En primer lugar, supone postular la existencia de víctimas tanto por parte de ETA como por parte del Estado. Moralmente se trata en ambos casos de una violencia muy grave: en el primero agrandada además por el hecho de que se pretende justificada y en el segundo porque, aunque no justificada oficialmente al menos desde la transición - si bien a veces comprendida- supone la negación frontal de lo que las instituciones públicas deben perseguir. Fácticamente, y al menos también desde la transición, hay que subrayar, por otro lado, que la violencia de ETA ha sido mucho mayor (recuérdese que la violencia legítima del Estado contra ETA no crea víctimas) y que el desamparo de sus víctimas supervivientes, hasta muy recientemente, ha sido muy grave, acrecentado incluso con frecuencia con una humillación y persecución sociales añadidas.

En segundo lugar, la precedente concreción de quiénes son víctimas del terrorismo pide hacer una distinción entre los que son sólo víctimas y los que además de ser víctimas porque han sufrido una violencia ilegítima, terrorista, han sido victimarios, porque la han causado.
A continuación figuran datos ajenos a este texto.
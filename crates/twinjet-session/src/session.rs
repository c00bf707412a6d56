//! The per-tick pipeline: physics, alerting, auto-protection.

use std::time::Duration;

use twinjet_eicas::{ConditionSet, Eicas, first_critical};
use twinjet_faults::FaultCondition;
use twinjet_sim::{LifecycleState, PhysicsSimulator};
use twinjet_timing::{FixedStepAccumulator, WallClock};

use crate::{Command, Scenario, SessionConfig, SessionResult, TickReport, TickSink};

/// An alert rising edge seen during a run.
#[derive(Debug, Clone, Copy, PartialEq, Eq)]
pub struct RaisedAlert {
    /// Simulation time of the edge.
    pub time: Duration,
    /// Condition raised.
    pub condition: FaultCondition,
}

/// Outcome of [`Session::run_scenario`].
#[derive(Debug, Clone, PartialEq)]
pub struct ScenarioSummary {
    /// Scenario name.
    pub name: String,
    /// Ticks executed.
    pub ticks: u64,
    /// Lifecycle state when the run ended.
    pub final_state: LifecycleState,
    /// Simulation time when the run ended.
    pub final_time: Duration,
    /// Every rising edge, in order.
    pub raised: Vec<RaisedAlert>,
    /// Times at which auto-protection stopped the engines.
    pub auto_shutdowns: Vec<Duration>,
}

/// Bookkeeping shared by the scenario runners.
#[derive(Debug)]
struct ScenarioRun {
    name: String,
    origin: Duration,
    end: Duration,
    timeline: Vec<(Duration, Command)>,
    next_event: usize,
    ticks: u64,
    raised: Vec<RaisedAlert>,
    auto_shutdowns: Vec<Duration>,
}

impl ScenarioRun {
    fn new(scenario: &Scenario, origin: Duration) -> SessionResult<Self> {
        scenario.validate()?;
        let end = origin.saturating_add(scenario.duration()?);
        tracing::info!(name = %scenario.name, ?end, "Running scenario");
        Ok(Self {
            name: scenario.name.clone(),
            origin,
            end,
            timeline: scenario.timeline()?,
            next_event: 0,
            ticks: 0,
            raised: Vec::new(),
            auto_shutdowns: Vec::new(),
        })
    }

    fn apply_due(&mut self, session: &mut Session) {
        while let Some(&(at, command)) = self.timeline.get(self.next_event) {
            if self.origin.saturating_add(at) > session.now() {
                break;
            }
            session.apply(command);
            self.next_event = self.next_event.saturating_add(1);
        }
    }

    fn note(&mut self, report: &TickReport) {
        self.ticks = self.ticks.saturating_add(1);
        self.raised
            .extend(report.raised.iter().map(|&condition| RaisedAlert {
                time: report.time,
                condition,
            }));
        if report.auto_shutdown {
            self.auto_shutdowns.push(report.time);
        }
    }

    fn finish(self, session: &Session) -> ScenarioSummary {
        tracing::info!(
            name = %self.name,
            ticks = self.ticks,
            state = %session.sim.state(),
            alerts = self.raised.len(),
            "Scenario complete"
        );
        ScenarioSummary {
            name: self.name,
            ticks: self.ticks,
            final_state: session.sim.state(),
            final_time: session.now(),
            raised: self.raised,
            auto_shutdowns: self.auto_shutdowns,
        }
    }
}

/// Simulator, alerting and fixed-step clock wired together.
///
/// Commands take effect on the next tick. Each tick advances the simulator
/// by one fixed step, evaluates the observed data, updates the display
/// queue and, if enabled, stops the engines when a critical alert is
/// displayed while they are still under power.
#[derive(Debug)]
pub struct Session {
    sim: PhysicsSimulator,
    eicas: Eicas,
    timer: FixedStepAccumulator,
    auto_protection: bool,
    last_visible: ConditionSet,
}

impl Session {
    /// Build a session from a validated configuration.
    ///
    /// # Errors
    ///
    /// Returns an error if any layer of `config` is invalid.
    pub fn new(config: &SessionConfig) -> SessionResult<Self> {
        config.validate()?;
        let sim = match config.seed {
            Some(seed) => PhysicsSimulator::with_seed(config.sim.clone(), seed)?,
            None => PhysicsSimulator::new(config.sim.clone())?,
        };
        let eicas = Eicas::new(config.thresholds.clone(), config.display_window()?)?;
        tracing::debug!(
            step_ms = config.step_ms,
            seed = ?config.seed,
            auto_protection = config.auto_protection,
            "Session created"
        );
        Ok(Self {
            sim,
            eicas,
            timer: config.accumulator()?,
            auto_protection: config.auto_protection,
            last_visible: ConditionSet::new(),
        })
    }

    /// Deliver a command; it takes effect on the next tick.
    pub fn apply(&mut self, command: Command) {
        tracing::debug!(%command, now = ?self.now(), "Command");
        command.apply_to(&mut self.sim);
    }

    /// Run exactly one fixed tick, advancing the clock by one step.
    pub fn step(&mut self) -> TickReport {
        self.timer.advance_step();
        self.tick()
    }

    /// Run the pipeline for a step the clock has already advanced over.
    fn tick(&mut self) -> TickReport {
        let now = self.timer.sim_time();
        self.sim.tick(self.timer.step());

        let observed = *self.sim.observed();
        let output = self.eicas.process(&observed, self.sim.state(), now);

        let raised: ConditionSet = self
            .eicas
            .queue()
            .active()
            .iter()
            .filter(|alert| alert.raised_at == now)
            .map(|alert| alert.condition)
            .collect();
        let expired: ConditionSet = self
            .last_visible
            .iter()
            .copied()
            .filter(|c| !output.visible.contains(c))
            .collect();

        let auto_shutdown = self.auto_protection && output.requires_shutdown(self.sim.state());
        if auto_shutdown {
            tracing::warn!(
                fault = first_critical(&output.visible).as_ref().map(FaultCondition::code),
                ?now,
                "Critical alert, automatic shutdown"
            );
            self.sim.stop();
        }

        self.last_visible = output.visible.clone();
        TickReport {
            time: now,
            state: self.sim.state(),
            observed,
            raw: output.raw,
            visible: output.visible,
            raised,
            expired,
            stabilized: self.sim.is_stabilized(),
            auto_shutdown,
        }
    }

    /// Account for `elapsed` wall time and run every whole step it covers.
    ///
    /// Returns the number of ticks run.
    ///
    /// # Errors
    ///
    /// Returns the first error raised by `sink`; later steps stay pending.
    pub fn advance_frame<S: TickSink>(
        &mut self,
        elapsed: Duration,
        mut sink: S,
    ) -> SessionResult<usize> {
        self.timer.push_frame(elapsed);
        let mut ticks = 0usize;
        while self.timer.consume_step() {
            let report = self.tick();
            sink.record(&report)?;
            ticks = ticks.saturating_add(1);
        }
        Ok(ticks)
    }

    /// Run `scenario` headlessly from the current time.
    ///
    /// Events fire at the first tick whose start time is at or after their
    /// offset, so a command at 0 s is seen by the very first tick.
    ///
    /// # Errors
    ///
    /// Returns an error if the scenario is invalid or `sink` fails.
    pub fn run_scenario<S: TickSink>(
        &mut self,
        scenario: &Scenario,
        mut sink: S,
    ) -> SessionResult<ScenarioSummary> {
        let mut run = ScenarioRun::new(scenario, self.now())?;
        while self.now() < run.end {
            run.apply_due(self);
            let report = self.step();
            run.note(&report);
            sink.record(&report)?;
        }
        Ok(run.finish(self))
    }

    /// Run `scenario` against the wall clock, sleeping `frame` between
    /// frames.
    ///
    /// Simulated time follows real time through the frame accumulator, so a
    /// stalled frame is clamped rather than replayed. Events are applied at
    /// frame boundaries.
    ///
    /// # Errors
    ///
    /// Returns an error if the scenario is invalid or `sink` fails.
    pub fn run_scenario_paced<S: TickSink>(
        &mut self,
        scenario: &Scenario,
        mut sink: S,
        frame: Duration,
    ) -> SessionResult<ScenarioSummary> {
        let mut run = ScenarioRun::new(scenario, self.now())?;
        let mut clock = WallClock::new();
        while self.now() < run.end {
            std::thread::sleep(frame);
            run.apply_due(self);
            let remaining = run.end.saturating_sub(self.now());
            self.timer.push_frame(clock.lap().min(remaining));
            while self.timer.consume_step() {
                let report = self.tick();
                run.note(&report);
                sink.record(&report)?;
            }
        }
        Ok(run.finish(self))
    }

    /// Simulation time of the last tick, as kept by the fixed-step clock.
    pub fn now(&self) -> Duration {
        self.timer.sim_time()
    }

    /// Simulator.
    pub fn sim(&self) -> &PhysicsSimulator {
        &self.sim
    }

    /// Alerting system.
    pub fn eicas(&self) -> &Eicas {
        &self.eicas
    }

    /// Fixed-step clock.
    pub fn timer(&self) -> &FixedStepAccumulator {
        &self.timer
    }

    /// Whether critical alerts stop the engines automatically.
    pub fn auto_protection(&self) -> bool {
        self.auto_protection
    }

    /// Enable or disable automatic shutdown.
    pub fn set_auto_protection(&mut self, enabled: bool) {
        self.auto_protection = enabled;
    }
}

#[cfg(test)]
mod tests {
    use super::*;
    use crate::NullSink;

    type TestResult = Result<(), Box<dyn std::error::Error>>;

    fn seeded(seed: u64) -> SessionResult<Session> {
        Session::new(&SessionConfig {
            seed: Some(seed),
            ..SessionConfig::default()
        })
    }

    #[test]
    fn test_step_advances_time_by_one_step() -> TestResult {
        let mut session = seeded(1)?;
        let report = session.step();
        assert_eq!(report.time, Duration::from_millis(5));
        assert_eq!(report.state, LifecycleState::Off);
        assert!(report.raw.is_empty());
        Ok(())
    }

    #[test]
    fn test_advance_frame_runs_whole_steps() -> TestResult {
        let mut session = seeded(2)?;
        let mut reports: Vec<TickReport> = Vec::new();
        assert_eq!(session.advance_frame(Duration::from_millis(12), &mut reports)?, 2);
        assert_eq!(session.advance_frame(Duration::from_millis(3), &mut reports)?, 1);
        assert_eq!(reports.len(), 3);
        assert_eq!(session.now(), Duration::from_millis(15));
        assert_eq!(session.timer().sim_time(), session.now());
        assert_eq!(session.timer().steps_consumed(), 3);
        Ok(())
    }

    #[test]
    fn test_headless_and_framed_ticks_share_one_clock() -> TestResult {
        let scenario = Scenario::from_yaml_str(
            "name: clock\nduration_secs: 0.5\nevents:\n  - { at_secs: 0.0, command: start }\n",
        )?;
        let mut session = seeded(7)?;
        let summary = session.run_scenario(&scenario, NullSink)?;
        assert_eq!(summary.final_time, Duration::from_millis(500));
        assert_eq!(session.now(), session.timer().sim_time());
        assert_eq!(session.timer().steps_consumed(), summary.ticks);

        session.advance_frame(Duration::from_millis(20), NullSink)?;
        assert_eq!(session.now(), Duration::from_millis(520));
        assert_eq!(session.now(), session.timer().sim_time());

        let report = session.step();
        assert_eq!(report.time, Duration::from_millis(525));
        assert_eq!(session.now(), session.timer().sim_time());
        Ok(())
    }

    #[test]
    fn test_oversized_frame_is_clamped() -> TestResult {
        let mut session = seeded(3)?;
        let ticks = session.advance_frame(Duration::from_secs(2), NullSink)?;
        assert_eq!(ticks, 50);
        assert_eq!(session.timer().clamped_frames(), 1);
        Ok(())
    }

    #[test]
    fn test_raised_and_expired_edges() -> TestResult {
        let mut session = seeded(4)?;
        session.apply(Command::Inject(Some(FaultCondition::SensorFuel)));

        let first = session.step();
        assert_eq!(first.raised.as_slice(), &[FaultCondition::SensorFuel]);
        assert!(first.expired.is_empty());

        let mut expired_at = None;
        for _ in 0..1_100 {
            let report = session.step();
            assert!(report.raised.is_empty());
            if report.expired.contains(&FaultCondition::SensorFuel) {
                expired_at = Some(report.time);
                break;
            }
        }
        assert_eq!(expired_at, Some(first.time + Duration::from_millis(5_005)));
        Ok(())
    }

    #[test]
    fn test_paced_run_covers_exact_duration() -> TestResult {
        let scenario = Scenario::from_yaml_str(
            "name: paced\nduration_secs: 0.1\nevents:\n  - { at_secs: 0.0, command: start }\n",
        )?;
        let mut session = seeded(6)?;
        let summary =
            session.run_scenario_paced(&scenario, NullSink, Duration::from_millis(5))?;
        assert_eq!(summary.ticks, 20);
        assert_eq!(summary.final_time, Duration::from_millis(100));
        assert_eq!(summary.final_state, LifecycleState::Starting);
        Ok(())
    }

    #[test]
    fn test_auto_protection_can_be_disabled() -> TestResult {
        let mut session = seeded(5)?;
        session.set_auto_protection(false);
        session.apply(Command::Start);
        session.apply(Command::Inject(Some(FaultCondition::OverheatSevere(
            twinjet_faults::ThermalPhase::Start,
        ))));
        let report = session.step();
        assert!(report.visible.iter().any(FaultCondition::is_critical));
        assert!(!report.auto_shutdown);
        assert_eq!(report.state, LifecycleState::Starting);
        Ok(())
    }
}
En este segundo caso, la condición de victimario no invalida la condición de víctima, aunque exige los discernimientos oportunos a la hora de ejercer la solidaridad (no se puede homenajear a nadie por sus actos victimarios, como está sucediendo; hay que solidarizarse con él por sus sufrimientos como víctima) y a la hora de exigir justicia (en lo que se tiene de victimario toca padecer la justicia en sus justos límites; en lo que se tiene de víctima se tiene derecho a reclamarla).

2. Este último apunte nos introduce en una segunda cuestión. Dado que las víctimas que estamos contemplando han sufrido por definición una injusticia grave, lo primero que se nos plantea a la hora de abordar su problemática es hacer justicia.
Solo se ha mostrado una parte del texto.